Just had a question regarding the TAHH, PDAHH, PDALL protection that is present here. Would these all qualify as a 'single' unit of protection?

 

To explain it more clearly, say for eg you have a vessel which has PSHH and LSLL. In your opinion, would a simultaneous failure of these two (i.e. failure of the PSD PLC / system) be single jeopardy or double jeopardy?

 

In a previous SIL session we have had a bit of a debate on this. While both the loops may have independent sensors, wires and I/O cards - they connect to the same system and failure of logic solver (although SIL3 or more rated) being considered here can be an interesting thing to discuss.

 

Thanks,

Saurabh

Hi Ankur,

 

Just had a question regarding the TAHH, PDAHH, PDALL protection that is present here. Would these all qualify as a 'single' unit of protection?

 

To explain it more clearly, say for eg you have a vessel which has PSHH and LSLL. In your opinion, would a simultaneous failure of these two (i.e. failure of the PSD PLC / system) be single jeopardy or double jeopardy?

 

In a previous SIL session we have had a bit of a debate on this. While both the loops may have independent sensors, wires and I/O cards - they connect to the same system and failure of logic solver (although SIL3 or more rated) being considered here can be an interesting thing to discuss.

 

Thanks,

Saurabh

Hi Saurabh,

 

I will attempt to answer your question as I understand it, so please excuse me if I get it wrong.

 

All independent sensors, however independent they may be, will end up somewhere at  a logic solver or a PLC or something similar. This could also be a high SIL rated ESD panel or similar with parallel redundancies built into these systems, like parallel I/O cards, UPS facility and etc. depending on the safety criticality of the information supplied to them by the independent hardwired sensors.

 

Now comes the question or rather the term 'Common Mode Failure'. This is something to bear in mind always.

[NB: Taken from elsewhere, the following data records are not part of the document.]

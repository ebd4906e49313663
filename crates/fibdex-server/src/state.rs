//! Shared handler state and collaborator wiring.

use std::sync::Arc;

use fibdex_core::{
    BroadcastChannel, MemoryCache, ReadReconciler, SchemaInitializer, ServiceConfig,
    SqliteDurableStore, WriteCoordinator,
};

/// Shared state for route handlers.
#[derive(Clone)]
pub struct AppState {
    pub writer: Arc<WriteCoordinator>,
    pub reader: Arc<ReadReconciler>,
}

impl AppState {
    pub fn new(writer: WriteCoordinator, reader: ReadReconciler) -> Self {
        Self {
            writer: Arc::new(writer),
            reader: Arc::new(reader),
        }
    }
}

/// Process-wide collaborators, built once and shared by every request.
///
/// Cache and event channel live in-process, so the binary alone never
/// replaces [`fibdex_core::PLACEHOLDER`]. A worker has to be embedded in the
/// same process: subscribe to `channel` and write computed values back
/// through `cache`.
pub struct Services {
    pub state: AppState,
    pub schema: Arc<SchemaInitializer>,
    pub cache: Arc<MemoryCache>,
    pub durable: Arc<SqliteDurableStore>,
    /// Workers subscribe here for insert events.
    pub channel: Arc<BroadcastChannel>,
}

impl Services {
    pub fn build(config: &ServiceConfig) -> Self {
        let cache = Arc::new(MemoryCache::new());
        let durable = Arc::new(SqliteDurableStore::new(config.database.clone()));
        let channel = Arc::new(BroadcastChannel::new(config.channel_capacity));

        let schema = Arc::new(SchemaInitializer::with_policy(
            durable.clone(),
            config.schema_retry,
        ));
        let writer = WriteCoordinator::new(cache.clone(), channel.clone(), durable.clone());
        let reader = ReadReconciler::new(cache.clone(), durable.clone());

        Self {
            state: AppState::new(writer, reader),
            schema,
            cache,
            durable,
            channel,
        }
    }
}
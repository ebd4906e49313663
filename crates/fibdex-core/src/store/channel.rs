use async_trait::async_trait;
use tokio::sync::broadcast;
use tracing::debug;

use super::EventChannel;
use crate::error::StoreResult;

/// A published message as seen by subscribers.
#[derive(Debug, Clone, PartialEq, Eq)]
pub struct ChannelEvent {
    pub topic: String,
    pub payload: String,
}

/// In-process pub/sub bus.
///
/// Subscribers that fall more than `capacity` events behind lose the oldest
/// events, which is fine for at-most-once notifications.
#[derive(Clone)]
pub struct BroadcastChannel {
    tx: broadcast::Sender<ChannelEvent>,
}

impl BroadcastChannel {
    pub fn new(capacity: usize) -> Self {
        let (tx, _) = broadcast::channel(capacity.max(1));
        Self { tx }
    }

    /// Receiver for every event published from now on.
    pub fn subscribe(&self) -> broadcast::Receiver<ChannelEvent> {
        self.tx.subscribe()
    }
}

#[async_trait]
impl EventChannel for BroadcastChannel {
    async fn publish(&self, topic: &str, payload: &str) -> StoreResult<usize> {
        let event = ChannelEvent {
            topic: topic.to_string(),
            payload: payload.to_string(),
        };
        match self.tx.send(event) {
            Ok(n) => Ok(n),
            Err(_) => {
                debug!(topic, payload, "no subscribers for event");
                Ok(0)
            }
        }
    }
}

A Common Mode Failure could be anything from a dropped object destroying the ESD panels, an earthquake or fire destroying the hardwired sensor pathway (at the worst) to just a local accident destroying the sensors locally.

There is very little one can do about such scenarios.

They could be single jeopardies resulting in multiple jeopardies.

These are nowadays called 'known unknowns'.

The Fukushima disaster is one such example.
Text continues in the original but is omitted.